Department of Gastroenterology, Gia-Dinh People's Hospital, Hochiminh, Vietnam.
J Gastroenterol Hepatol. 2018 Jan;33(1):150-155. doi: 10.1111/jgh.13821.
The Asia-Pacific Colorectal Screening (APCS) score has been validated in several populations but not yet in patients with irritable bowel syndrome (IBS). The aim of this study was to assess the performance of APCS score in stratifying risk of colorectal advanced neoplasms (CAN) in Vietnamese IBS patients.
Consecutive patients who fulfilled IBS diagnosis criteria according to the Rome III were prospectively enrolled and underwent colonoscopy. APCS score for each patient was calculated by summing the points attributed by risk factors. Three tiers of risk were defined: 0-1 "average risk" (AR); 2-3 "moderate risk" (MR); and 4-7 "high risk" (HR). Logistic regression analysis was performed to assess the relative risk of CAN in HR group and MR group compared with AR group.
There were 404 patients with excellent bowel preparation and complete colonoscopy.

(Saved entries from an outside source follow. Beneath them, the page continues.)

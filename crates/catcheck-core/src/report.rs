//! Summary report rendering.
//!
//! Rendering only reads the [`RunContext`]; rendering twice yields the same
//! lines and never re-runs a check.

use catcheck_types::{CheckId, RaisedError, Reportable};
use serde::Serialize;
use tracing::Level;

use crate::context::{CheckRun, RunContext};
use crate::sink::ReportSink;

const RULE: &str = "===================================================================";

#[derive(Debug, Clone, PartialEq, Eq)]
pub struct ReportLine {
    pub level: Level,
    pub text: String,
}

impl ReportLine {
    fn info(text: impl Into<String>) -> Self {
        Self {
            level: Level::INFO,
            text: text.into(),
        }
    }

    fn error(text: impl Into<String>) -> Self {
        Self {
            level: Level::ERROR,
            text: text.into(),
        }
    }
}

#[must_use]
pub fn render_report(ctx: &RunContext) -> Vec<ReportLine> {
    let mut lines = vec![
        ReportLine::info("SUMMARY REPORT"),
        ReportLine::info(RULE),
        ReportLine::info(format!(
            "Completed {} test(s) on database '{}'",
            ctx.runs().len(),
            ctx.database()
        )),
    ];

    if ctx.check_status() {
        lines.push(ReportLine::info("Found no catalog issue"));
        return lines;
    }

    lines.push(ReportLine::error(format!(
        "Found a total of {} issue(s)",
        ctx.issue_count()
    )));

    for run in ctx.runs().iter().filter(|run| run.failed()) {
        lines.push(ReportLine::error(format!("Failed test '{}':", run.check)));
        if let Some(err) = &run.error {
            lines.push(ReportLine::error(format!("    {err}")));
        }
        lines.extend(
            run.violations
                .iter()
                .map(|v| ReportLine::error(v.report_line())),
        );
        if !run.segment_failures.is_empty() {
            lines.push(ReportLine::error("Segment failures:"));
            lines.extend(
                run.segment_failures
                    .iter()
                    .map(|f| ReportLine::error(f.report_line())),
            );
        }
    }

    // Errors raised outside any check, e.g. leaked-schema cleanup.
    for raised in ctx.errors().iter().filter(|e| e.check.is_none()) {
        let detail = raised
            .detail
            .as_deref()
            .map(|d| format!(": {d}"))
            .unwrap_or_default();
        lines.push(ReportLine::error(format!(
            "Error {} on {}{detail}",
            raised.kind, raised.subject
        )));
    }

    lines
}

/// Render and emit the report through `sink`.
pub fn checkcat_report(ctx: &RunContext, sink: &dyn ReportSink) -> Vec<ReportLine> {
    let lines = render_report(ctx);
    for line in &lines {
        sink.log(line.level, &line.text);
    }
    lines
}

/// Machine-readable run outcome.
#[derive(Debug, Clone, Serialize)]
pub struct RunSummary {
    pub database: String,
    pub passed: bool,
    pub exit_code: u8,
    pub checks: Vec<CheckId>,
    pub issue_count: usize,
    pub errors: Vec<RaisedError>,
    pub runs: Vec<CheckRun>,
}

impl RunSummary {
    pub fn to_json_pretty(&self) -> catcheck_error::Result<String> {
        serde_json::to_string_pretty(self)
            .map_err(|err| catcheck_error::CatcheckError::config(format!("cannot encode summary: {err}")))
    }
}

impl From<&RunContext> for RunSummary {
    fn from(ctx: &RunContext) -> Self {
        Self {
            database: ctx.database().to_owned(),
            passed: ctx.check_status(),
            exit_code: ctx.exit_code(),
            checks: ctx.runs().iter().map(|run| run.check).collect(),
            issue_count: ctx.issue_count(),
            errors: ctx.errors().to_vec(),
            runs: ctx.runs().to_vec(),
        }
    }
}

#[cfg(test)]
mod tests {
    use std::collections::BTreeSet;

    use catcheck_types::{ErrorKind, SegmentFailure, UniqueIndexViolation, Violation};

    use super::*;
    use crate::sink::MemorySink;

    fn texts(lines: &[ReportLine]) -> Vec<&str> {
        lines.iter().map(|l| l.text.as_str()).collect()
    }

    #[test]
    fn passing_run_reports_no_issue() {
        let mut ctx = RunContext::new("gpdb");
        ctx.record_run(CheckRun::new(CheckId::Persistent));
        let lines = render_report(&ctx);
        assert_eq!(
            texts(&lines),
            vec![
                "SUMMARY REPORT",
                RULE,
                "Completed 1 test(s) on database 'gpdb'",
                "Found no catalog issue"
            ]
        );
        assert!(lines.iter().all(|l| l.level == Level::INFO));
    }

    #[test]
    fn failing_run_lists_violations_and_segment_failures() {
        let mut ctx = RunContext::new("gpdb");
        let mut run = CheckRun::new(CheckId::UniqueIndexViolation);
        run.violations.push(Violation::from(UniqueIndexViolation {
            table_oid: 123,
            table_name: "stephen_table".to_owned(),
            index_name: "finger".to_owned(),
            column_names: "c1, c2".to_owned(),
            violated_segments: BTreeSet::from([-1, 8]),
        }));
        run.segment_failures.push(SegmentFailure {
            dbid: 4,
            content: 2,
            message: "connection refused".to_owned(),
        });
        ctx.record_run(run);
        ctx.raise(RaisedError::new(ErrorKind::NoRepair, "leaked_schemas").with_detail("denied"));

        let lines = render_report(&ctx);
        let text = texts(&lines);
        assert!(text.contains(&"Found a total of 2 issue(s)"));
        assert!(text.contains(&"Failed test 'unique_index_violation':"));
        assert!(text.contains(&"    Table stephen_table has a violated unique index: finger"));
        assert!(text.contains(&"Segment failures:"));
        assert!(text.contains(&"    dbid 4 (content 2): connection refused"));
        assert!(text.contains(&"Error NOREPAIR on leaked_schemas: denied"));
    }

    #[test]
    fn report_is_idempotent() {
        let mut ctx = RunContext::default();
        let mut run = CheckRun::new(CheckId::MissingExtra);
        run.error = Some("boom".to_owned());
        ctx.record_run(run);
        ctx.fail();

        let sink = MemorySink::new();
        let first = checkcat_report(&ctx, &sink);
        let second = checkcat_report(&ctx, &sink);
        assert_eq!(first, second, "case=idempotent_render");
        assert_eq!(sink.messages().len(), first.len() * 2);
    }

    #[test]
    fn summary_mirrors_context() {
        let mut ctx = RunContext::new("db1");
        ctx.record_run(CheckRun::new(CheckId::Persistent));
        ctx.raise(RaisedError::new(ErrorKind::Remove, "pg_class.oid"));
        let summary = RunSummary::from(&ctx);
        assert!(!summary.passed);
        assert_eq!(summary.exit_code, 1);
        assert_eq!(summary.checks, vec![CheckId::Persistent]);
        let json = serde_json::to_value(&summary).expect("serialize");
        assert_eq!(json["errors"][0]["kind"], "REMOVE");
    }
}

The mean age was 48.8 ± 11.2 years and male : female ratio was 1.2:1. Twenty-eight patients (6.9%) were diagnosed with CAN: 19 (4.7%) advanced adenoma and 9 (2.2%) invasive colorectal cancer. Patients in the MR and HR tiers had 5.6-fold (95% confidence interval 1.2 to 24.7, P = 0.012) and 12.1-fold (95% confidence interval 2.6 to 56.2, P < 0.001) increased rates of CAN compared with those in the AR tier, respectively. Three out of 9 patients with invasive colorectal cancer had no alarm features but had high sum APCS score (2 in MR tier and 1 in HR tier).
The APCS score is useful to identify IBS patients with high risk of CAN for colonoscopy priority.

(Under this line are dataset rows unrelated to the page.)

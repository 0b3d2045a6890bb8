//! Core data model for catcheck: cluster members, check identifiers,
//! violation records and the error kinds a run accumulates.

pub mod check_id;
pub mod error_kind;
pub mod segment;
pub mod violation;

pub use check_id::CheckId;
pub use error_kind::{ErrorKind, RaisedError, SegmentFailure};
pub use segment::{COORDINATOR_CONTENT, Segment, SegmentRegistry};
pub use violation::{
    ExtraOrMissingIssue, IssueKind, PersistentViolation, Reportable, UniqueIndexViolation,
    Violation,
};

亚太结直肠筛查(APCS)评分已在多个人群中得到验证,但尚未在肠易激综合征(IBS)患者中得到验证。本研究旨在评估 APCS 评分在分层越南 IBS 患者结直肠高级别瘤(CAN)风险中的作用。
连续符合罗马 III 标准的 IBS 诊断标准的患者前瞻性入组并接受结肠镜检查。每位患者的 APCS 评分通过将危险因素赋予的分数相加来计算。风险分为 3 个等级:0-1“平均风险”(AR);2-3“中度风险”(MR);和 4-7“高风险”(HR)。采用 logistic 回归分析评估 HR 组和 MR 组与 AR 组相比,CAN 的相对风险。

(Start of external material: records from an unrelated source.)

//! Segment registry loading from the coordinator's cluster configuration.

use std::collections::BTreeMap;

use catcheck_error::{CatcheckError, Result};
use catcheck_types::{Segment, SegmentRegistry};
use tracing::{debug, info};

use crate::connection::{Connection, Value};

pub const SEGMENT_CONFIGURATION_QUERY: &str = "SELECT dbid, content, role, port, hostname, address, datadir \
     FROM gp_segment_configuration ORDER BY dbid";

/// Read `gp_segment_configuration` through `conn` and build the registry.
pub fn load_segment_registry(conn: &dyn Connection) -> Result<SegmentRegistry> {
    let rows = conn.query(SEGMENT_CONFIGURATION_QUERY)?;
    let mut segments = Vec::with_capacity(rows.len());
    for row in rows.dict_result() {
        let segment = segment_from_row(&row)?;
        debug!(segment = %segment, "cluster member");
        segments.push(segment);
    }
    let registry = SegmentRegistry::new(segments)?;
    info!(
        members = registry.len(),
        primaries = registry.primary_count(),
        "loaded cluster configuration"
    );
    Ok(registry)
}

fn segment_from_row(row: &BTreeMap<String, Value>) -> Result<Segment> {
    let dbid = int_column(row, "dbid")?;
    let port = int_column(row, "port")?;
    Ok(Segment {
        dbid,
        content: int_column(row, "content")?,
        hostname: text_column(row, "hostname"),
        address: text_column(row, "address"),
        port: u16::try_from(port)
            .map_err(|_| CatcheckError::config(format!("dbid {dbid}: port {port} out of range")))?,
        datadir: text_column(row, "datadir"),
        is_primary: row.get("role").and_then(Value::as_str) == Some("p"),
    })
}

fn int_column(row: &BTreeMap<String, Value>, column: &str) -> Result<i32> {
    row.get(column)
        .and_then(Value::as_i64)
        .and_then(|v| i32::try_from(v).ok())
        .ok_or_else(|| {
            CatcheckError::config(format!(
                "gp_segment_configuration: missing or invalid {column}"
            ))
        })
}

fn text_column(row: &BTreeMap<String, Value>, column: &str) -> String {
    row.get(column).and_then(Value::to_text).unwrap_or_default()
}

共有 404 例患者具有良好的肠道准备和完整的结肠镜检查。平均年龄为 48.8±11.2 岁,男女比例为 1.2:1。28 例(6.9%)诊断为 CAN:19 例(4.7%)高级腺瘤和 9 例(2.2%)侵袭性结直肠癌。MR 和 HR 组的患者与 AR 组相比,CAN 的发生率分别增加了 5.6 倍(95%置信区间 1.2 至 24.7,P=0.012)和 12.1 倍(95%置信区间 2.6 至 56.2,P<0.001)。9 例侵袭性结直肠癌患者中有 3 例无报警特征,但 APCS 评分较高(MR 组 2 例,HR 组 1 例)。
APCS 评分可用于识别 IBS 患者中结直肠 CAN 高危人群,以便优先进行结肠镜检查。